Hearing: Written Online Hearing – October 13, 2022 to November 7, 2022

REASONS FOR DECISION

INTRODUCTION

[1]      This is an application by Waterloo North Condominium Corporation No. 70, seeking an order requiring the Respondent to remove her dog from the condominium.

[2]      The Respondent did not join the case. The Tribunal’s Rules require an Applicant to give a copy of the Application and a notice from the Tribunal to the Respondent three times. The notices advise the Respondent that the case will proceed even if they do not participate. The Applicant has confirmed that the Respondent received the required notices. I am satisfied that the Respondent had notice of the Application and decided to not participate.

[3]      When a Respondent does not join a case, it must be decided on the basis of the evidence provided by the Applicant. By not participating, the Respondent has waived the right to challenge the evidence of the Applicant or provide their own evidence.

[4]      The evidence from the Applicant consists of an affidavit from Natashia Houser, the Applicant’s condominium property manager, which includes attachments. My assessment of the evidence provided by the Applicant is that the evidence is credible and reliable.  

BACKGROUND

[5]      The Corporation’s Rules include the following provisions:

3.12.1  No Resident shall keep any animal, other than:

         Small caged animals (birds, rodents, etc.);

         Goldfish, tropical fish, or other fish;

         One dog, the weight of which must not exceed 9 kg or 20 lbs, or

         No more than two domestic cats.

3.12.2   Any pet, which in the opinion of the Board of Directors is determined to be a nuisance, shall be permanently removed from the property.

3.12.3   Any person taking pets out of or bringing them into the building must do so via the garage. All pets, when in the common elements must be carried or crated.

[6]       The Respondent’s dog is a German Shepard and weighs more than 9 kilograms and therefore exceeds the weight limit established by the rule. The evidence indicates that the dog is not carried or crated when in the common elements.
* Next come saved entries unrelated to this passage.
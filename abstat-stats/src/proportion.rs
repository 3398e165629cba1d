//! Two-proportion z-test for conversion-rate comparison

use crate::distributions::normal::{normal_inverse_cdf, normal_two_tailed};
use crate::helpers::{optional_number_arg, require_open_unit, to_json, typed_arg};
use crate::interpret::{classify, Verdict};
use abstat_core::{RateEstimate, RateSummary};
use abstat_plugin::prelude::*;

// ============ Proportion Test ============

pub struct ProportionTest;

static PROPORTION_TEST_ARGS: [ArgMeta; 3] = [
    ArgMeta::required("control", "GroupSummary", "Control arm: {sampleSize, successes}"),
    ArgMeta::required("variant", "GroupSummary", "Variant arm: {sampleSize, successes}"),
    ArgMeta::optional("alpha", "Number", "Significance level (0 < α < 1)", "0.05"),
];

static PROPORTION_TEST_EXAMPLES: [&str; 1] = [
    "proportion_test(control: {sampleSize: 1000, successes: 50}, variant: {sampleSize: 1000, successes: 60}) → p ≈ 0.327",
];

static PROPORTION_TEST_RELATED: [&str; 2] = ["plan_proportion", "mean_test"];

impl CalculatorPlugin for ProportionTest {
    fn meta(&self) -> FunctionMeta {
        FunctionMeta {
            name: "proportion_test",
            description: "Two-proportion z-test comparing conversion rates",
            usage: "proportion_test(control, variant, alpha?)",
            args: &PROPORTION_TEST_ARGS,
            returns: "TestResult",
            examples: &PROPORTION_TEST_EXAMPLES,
            category: "abtest/significance",
            related: &PROPORTION_TEST_RELATED,
        }
    }

    fn call(&self, args: &JsonValue, ctx: &CalcContext) -> Result<JsonValue, AbError> {
        let control: GroupSummary = typed_arg(args, "control", "proportion_test")?;
        let variant: GroupSummary = typed_arg(args, "variant", "proportion_test")?;
        let alpha = optional_number_arg(args, "alpha", "proportion_test")?.unwrap_or(ctx.default_alpha);

        let result = compute_proportion_test(&control, &variant, alpha)?;
        to_json(&result)
    }
}

/// Validated (n, successes) pair of one arm
fn conversion_counts(group: &GroupSummary, field: &'static str, successes_field: &'static str) -> Result<(f64, f64), InputError> {
    if group.sample_size == 0 {
        return Err(InputError::NonPositiveSampleSize { field });
    }
    let successes = group
        .successes
        .ok_or(InputError::MissingField { field: successes_field })?;
    if successes > group.sample_size {
        return Err(InputError::SuccessesExceedTrials {
            field,
            successes,
            sample_size: group.sample_size,
        });
    }
    Ok((group.sample_size as f64, successes as f64))
}

/// Rate with its Wald interval, clamped to [0, 1]
fn rate_estimate(rate: f64, n: f64, z_crit: f64) -> RateEstimate {
    let margin = z_crit * (rate * (1.0 - rate) / n).sqrt();
    RateEstimate {
        rate,
        confidence_interval: ((rate - margin).max(0.0), (rate + margin).min(1.0)),
    }
}

/// Compare the conversion rates of two arms.
///
/// The statistic is oriented as variant minus control. A pooled standard
/// error of zero (no conversions anywhere, or conversions everywhere) is
/// reported as an inconclusive result with `p_value = 1`.
pub fn compute_proportion_test(control: &GroupSummary, variant: &GroupSummary, alpha: f64) -> Result<TestResult, AbError> {
    let alpha = require_open_unit(alpha, "alpha")?;
    let (n1, s1) = conversion_counts(control, "control", "control.successes")?;
    let (n2, s2) = conversion_counts(variant, "variant", "variant.successes")?;

    let p1 = s1 / n1;
    let p2 = s2 / n2;
    let p_pool = (s1 + s2) / (n1 + n2);
    let se = (p_pool * (1.0 - p_pool) * (1.0 / n1 + 1.0 / n2)).sqrt();

    let z_crit = normal_inverse_cdf(1.0 - alpha / 2.0, "alpha")?;
    let effect_absolute = p2 - p1;
    let effect_relative = if p1 > 0.0 { Some(effect_absolute / p1) } else { None };
    let rates = RateSummary {
        control: rate_estimate(p1, n1, z_crit),
        variant: rate_estimate(p2, n2, z_crit),
    };

    if se == 0.0 {
        tracing::debug!(p_pool, "pooled standard error is zero; proportion test inconclusive");
        let verdict = Verdict::inconclusive();
        return Ok(TestResult {
            method: TestMethod::TwoProportionZ,
            statistic: 0.0,
            p_value: 1.0,
            effect_absolute,
            effect_relative,
            confidence_interval: None,
            is_significant: verdict.is_significant,
            interpretation: verdict.category,
            degrees_of_freedom: None,
            u_statistic: None,
            rates: Some(rates),
        });
    }

    let z = effect_absolute / se;
    let p_value = normal_two_tailed(z);
    let verdict = classify(p_value, alpha, effect_absolute);

    Ok(TestResult {
        method: TestMethod::TwoProportionZ,
        statistic: z,
        p_value,
        effect_absolute,
        effect_relative,
        confidence_interval: Some((effect_absolute - z_crit * se, effect_absolute + z_crit * se)),
        is_significant: verdict.is_significant,
        interpretation: verdict.category,
        degrees_of_freedom: None,
        u_statistic: None,
        rates: Some(rates),
    })
}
[7]       As discussed in more detail below, the Applicant alleges that the dog is a nuisance because of aggressive behaviour which the Respondent cannot always control.

[8]       The Respondent has advised the Applicant that the dog is support animal and she has asserted that as a result she is legally allowed to keep the dog as an accommodation under the Human Rights Code of Ontario (“the Code”).

ISSUES

[9]       The issue in this case is whether the Respondent is entitled to an accommodation under the Ontario Human Rights Code to allow the Respondent to keep the dog. Assessment of this involves the following questions:

1.        Does the Respondent have a disability?

2.        If so, does she have disability-related needs that require an accommodation to allow her to keep her dog?

3.        Would that accommodation result in undue hardship for the Applicant?

4.        Is the weight restriction rule reasonable?

[10]    The Applicant is also seeking an order requiring the Respondent to pay its legal costs of $3,005, representing costs of $970 for the period prior to the Application and $2,035 for the period after the Application was filed.  

ANALYSIS

Accommodation under the Code

[11]    There is no dispute that the Code applies to Condominiums and prohibits discrimination by a Condominium against a unit owner or tenant.[1] The Code establishes a number of protected grounds, including disability.

[12]    “Disability” is defined in section 10 of the Code and includes

“disability” means,

(a) any degree of physical disability, infirmity, malformation or disfigurement that is caused by bodily injury, birth defect or illness and, without limiting the generality of the foregoing, includes diabetes mellitus, epilepsy, a brain injury, any degree of paralysis, amputation, lack of physical co-ordination, blindness or visual impediment, deafness or hearing impediment, muteness or speech impediment, or physical reliance on a guide dog or other animal or on a wheelchair or other remedial appliance or device,

(b) a condition of mental impairment or a developmental disability,

(c) a learning disability, or a dysfunction in one or more of the processes involved in understanding or using symbols or spoken language,

(d) a mental disorder, or

(e) an injury or disability for which benefits were claimed or received under the insurance plan established under the Workplace Safety and Insurance Act, 1997; 

[13]    The Code prohibits direct discrimination (for example, treating someone differently because of their race or colour). Section 11 of the Code also prohibits “constructive discrimination” or “adverse affect discrimination”. This type of discrimination can occur when a seemingly neutral rule has a discriminatory effect on a person because of a prohibited ground, such as disability. It can arise by trying to treat everyone equally, which may ignore the adverse impact of such an approach on an individual or group associated with a Code-protected ground. Section 11 of the Code requires an assessment of whether the needs of the individual can be accommodated to the point of undue hardship.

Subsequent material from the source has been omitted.